DELAWARE COUNTY, Pa. (KYW Newsradio) — First responders in Delaware County are getting a multimillion-dollar upgrade to their communications network, starting with a new radio system that officials say will save lives.
Dead zones and delays are just a few of the issues officials in Delaware County say they had with their radio network, and during the pandemic, it’s been even more important to be able to share information securely and quickly.
Timothy Boyce, director of Delaware County’s Department of Emergency Services, rolled out their $3.5 million radio investment program Tuesday with the Darby Borough Police Department.
Every officer in the county will have their own radio as part of this program — a county first.
“Radios have unique features that include alternate channels that will be added, playback capability,” Boyce said.

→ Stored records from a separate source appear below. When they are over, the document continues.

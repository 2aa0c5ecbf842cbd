//! Handler for `GET /api/admin/candidates`.
//!
//! Query params are read as raw pairs and handed to [`AdminParams`]; nothing
//! in the query string can make the request fail.

use axum::{
  Json,
  extract::{Query, State, rejection::QueryRejection},
};
use kcs_core::{
  query::{AdminParams, SubmissionQuery},
  store::SubmissionStore,
  submission::Submission,
};
use serde::Serialize;

use crate::{AppState, auth::AdminAuthorized, error::AdminError};

#[derive(Debug, Serialize)]
pub struct Listing {
  pub ok:     bool,
  pub items:  Vec<Submission>,
  pub total:  u64,
  pub limit:  u32,
  pub offset: u32,
}

/// `GET /api/admin/candidates[?form_type=..][&lp_id=..][&q=..][&from=..][&to=..][&limit=..][&offset=..]`
pub async fn handler<S>(
  _auth: AdminAuthorized,
  State(state): State<AppState<S>>,
  pairs: Result<Query<Vec<(String, String)>>, QueryRejection>,
) -> Result<Json<Listing>, AdminError>
where
  S: SubmissionStore + Clone + Send + Sync + 'static,
{
  let pairs = pairs.map(|Query(p)| p).unwrap_or_default();
  let query = SubmissionQuery::from(&AdminParams::from_pairs(pairs));

  let page = state.store.query(&query).await.map_err(|e| {
    tracing::error!(error = %e, "failed to query submissions");
    AdminError::Store(Box::new(e))
  })?;

  Ok(Json(Listing {
    ok:     true,
    items:  page.items,
    total:  page.total,
    limit:  query.limit,
    offset: query.offset,
  }))
}

/// Any method other than `GET`. Authorization still runs first.
pub async fn method_not_allowed(_auth: AdminAuthorized) -> AdminError {
  AdminError::MethodNotAllowed
}
//! Projection of a validated registration into the flat stored row.

use crate::submission::{FormType, NewSubmission, RegisterInput};

/// Delimiter for list fields stored as scalar text.
pub const LIST_DELIMITER: &str = ",";

/// Join list entries for storage.
pub fn join_list(items: &[String]) -> String {
  items.join(LIST_DELIMITER)
}

/// Recover the entries of a stored list field.
pub fn split_list(stored: &str) -> Vec<String> {
  stored
    .split(LIST_DELIMITER)
    .map(str::trim)
    .filter(|s| !s.is_empty())
    .map(str::to_owned)
    .collect()
}

impl From<&RegisterInput> for NewSubmission {
  fn from(input: &RegisterInput) -> Self {
    // Only the field belonging to the submitted form variant survives.
    let (qualifications, experience) = match input.form_type {
      FormType::General => (input.qualifications.as_deref().map(join_list), None),
      FormType::Beginner => (None, input.experience.clone()),
    };

    NewSubmission {
      request_id: input.request_id.clone(),
      form_type: input.form_type,
      lp_id: input.lp_id.clone(),
      name: input.name.clone(),
      birth_year: input.birth_year,
      tel: input.tel.clone(),
      email: input.email.clone(),
      positions: join_list(&input.positions),
      qualifications,
      experience,
      utm_source: input.utm_source.clone(),
      utm_medium: input.utm_medium.clone(),
      utm_campaign: input.utm_campaign.clone(),
      utm_content: input.utm_content.clone(),
      utm_term: input.utm_term.clone(),
      referrer: input.referrer.clone(),
      landing_path: input.landing_path.clone(),
    }
  }
}
//! HTTP surface for KCS.
//!
//! Exposes an axum [`Router`] with the public registration endpoint and the
//! token-gated admin listing, backed by any [`SubmissionStore`].
//!
//! # Mounting
//!
//! ```rust,ignore
//! let app = kcs_http::router(state);
//! axum::serve(listener, app).await?;
//! ```

pub mod auth;
pub mod error;
pub mod handlers;
pub mod notify;

pub use error::{AdminError, RegisterError};

use std::{any::Any, path::PathBuf, sync::Arc};

use axum::{
  Router,
  response::{IntoResponse, Response},
  routing::{get, post},
};
use kcs_core::store::SubmissionStore;
use serde::Deserialize;
use tower_http::{catch_panic::CatchPanicLayer, trace::TraceLayer};

use auth::AdminAuth;
use handlers::{candidates, register};
use notify::{Notifier, WebhookConfig};

// ─── Configuration ────────────────────────────────────────────────────────────

/// Runtime server configuration, deserialised from `config.toml` and `KCS_*`
/// environment variables.
#[derive(Deserialize, Clone)]
pub struct ServerConfig {
  #[serde(default = "default_host")]
  pub host:           String,
  #[serde(default = "default_port")]
  pub port:           u16,
  #[serde(default = "default_store_path")]
  pub store_path:     PathBuf,
  /// Shared secret for the admin endpoint. Empty means unset.
  #[serde(default)]
  pub admin_token:    Option<String>,
  #[serde(default)]
  pub webhook_url:    Option<String>,
  #[serde(default)]
  pub webhook_secret: Option<String>,
}

fn default_host() -> String { "127.0.0.1".to_string() }
fn default_port() -> u16 { 3000 }
fn default_store_path() -> PathBuf { PathBuf::from("kcs.db") }

impl Default for ServerConfig {
  fn default() -> Self {
    Self {
      host:           default_host(),
      port:           default_port(),
      store_path:     default_store_path(),
      admin_token:    None,
      webhook_url:    None,
      webhook_secret: None,
    }
  }
}

// ─── Application state ────────────────────────────────────────────────────────

/// Shared state threaded through all axum handlers.
#[derive(Clone)]
pub struct AppState<S: SubmissionStore> {
  pub store:    Arc<S>,
  pub auth:     Arc<AdminAuth>,
  pub notifier: Notifier,
}

impl<S: SubmissionStore> AppState<S> {
  /// Wire `store` up with the auth and webhook settings from `config`.
  pub fn new(store: S, config: &ServerConfig) -> reqwest::Result<Self> {
    Ok(Self {
      store:    Arc::new(store),
      auth:     Arc::new(AdminAuth::new(config.admin_token.clone())),
      notifier: Notifier::new(WebhookConfig::new(
        config.webhook_url.clone(),
        config.webhook_secret.clone(),
      ))?,
    })
  }
}

// ─── Router ───────────────────────────────────────────────────────────────────

/// Build the axum [`Router`] for the service.
pub fn router<S>(state: AppState<S>) -> Router
where
  S: SubmissionStore + Clone + Send + Sync + 'static,
{
  Router::new()
    .route(
      "/api/register",
      post(register::handler::<S>)
        .fallback(register::method_not_allowed)
        .layer(CatchPanicLayer::custom(register_panic)),
    )
    .route(
      "/api/admin/candidates",
      get(candidates::handler::<S>)
        .fallback(candidates::method_not_allowed)
        .layer(CatchPanicLayer::custom(admin_panic)),
    )
    .layer(TraceLayer::new_for_http())
    .with_state(state)
}

// ─── Panic handling ──────────────────────────────────────────────────────────

// Each endpoint answers a panic in its own error envelope.

fn register_panic(err: Box<dyn Any + Send + 'static>) -> Response {
  log_panic(&*err);
  RegisterError::Internal.into_response()
}

fn admin_panic(err: Box<dyn Any + Send + 'static>) -> Response {
  log_panic(&*err);
  AdminError::Internal.into_response()
}

fn log_panic(err: &(dyn Any + Send)) {
  let detail = err
    .downcast_ref::<String>()
    .map(String::as_str)
    .or_else(|| err.downcast_ref::<&str>().copied())
    .unwrap_or("unknown panic payload");
  tracing::error!(panic = detail, "handler panicked");
}

// ─── Integration tests ────────────────────────────────────────────────────────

Chris Eiserman with the Delaware County Fraternal Order of Police said these new radios are a much needed lifeline for officers.
“Without these radios, our police officers cannot communicate with the 911 system. The radio system has to work 100% of the time, every time,” Eiserman said.
Boyce said these radios come as the county begins its work building a $1.5 million radio system, which it's able to do thanks to a grant.
In addition to the new radios, police vehicles across the county will get a special radio cell phone that will allow police officers to stay in touch while outside of their jurisdiction, something they were not able to do before.
The entire overhaul of the county's emergency communications network is expected to cost between $50 million and $70 million.